If martian can't provide Content-Length header in the response, at the very least it should close the connection when it's done and not just leave it hanging forever... Otherwise, it can either pipe the original data unmodified along with the original Content-Length and Content-Encoding, or read the whole data into a buffer first, and then set Content-Length in the response to whatever size it wants, compressed/uncompressed.

I'm 100% sure it's fixable. Not that I mind though, I'm not using martian.

itaisod avatar Jun 18 '20 10:06 itaisod

Yeah I think @itaisod is correct. The fix is to "pipe the original data unmodified along with the original Content-Length and Content-Encoding". My concern with setting DisableCompression to true is that it would be decompressed for all requests - regardless of whether they want it or not.

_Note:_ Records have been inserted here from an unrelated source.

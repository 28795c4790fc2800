// Carteira - Core Library
// Exposes all modules for use in the CLI, the API server, and tests

pub mod config;
pub mod db;
pub mod error;
pub mod export;
pub mod ledger;

#[cfg(feature = "server")]
pub mod api;

// Re-export commonly used types
pub use config::ServerConfig;
pub use db::{Expense, LedgerEvent, TIMESTAMP_FORMAT};
pub use error::{LedgerError, LedgerResult};
pub use export::{export_ledger_csv, write_expenses_csv};
pub use ledger::{Ledger, LedgerState, RecordedExpense};

/// Library version
pub const VERSION: &str = env!("CARGO_PKG_VERSION");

bramhaghosh avatar Jun 18 '20 15:06 bramhaghosh

My concern with setting DisableCompression to true is that it would be decompressed for all requests - regardless of whether they want it or not.

Setting DisableCompression to true will not disable compression for all request. Instead, it will respect the client's request: if the request contains the Accept-Encoding: gzip header, the response would be compressed, and then it's the client's responsibility to decompress the gzip response. The DisableCompression actually means DisableForcingCompression.

The fix is to "pipe the original data unmodified along with the original Content-Length and Content-Encoding".

With setting DisableCompression to false, all requests would be compressed by internal go package. go will do the decompression for us internally if the original request doesn't contain the Accept-Encoding: gzip header, so the original Content-Length and Content-Encoding would be incorrect, that's why they remove them.

I thinks that martian, as a proxy, should respect the client's request and let them decide if they want the Accept-Encoding: gzip header or not.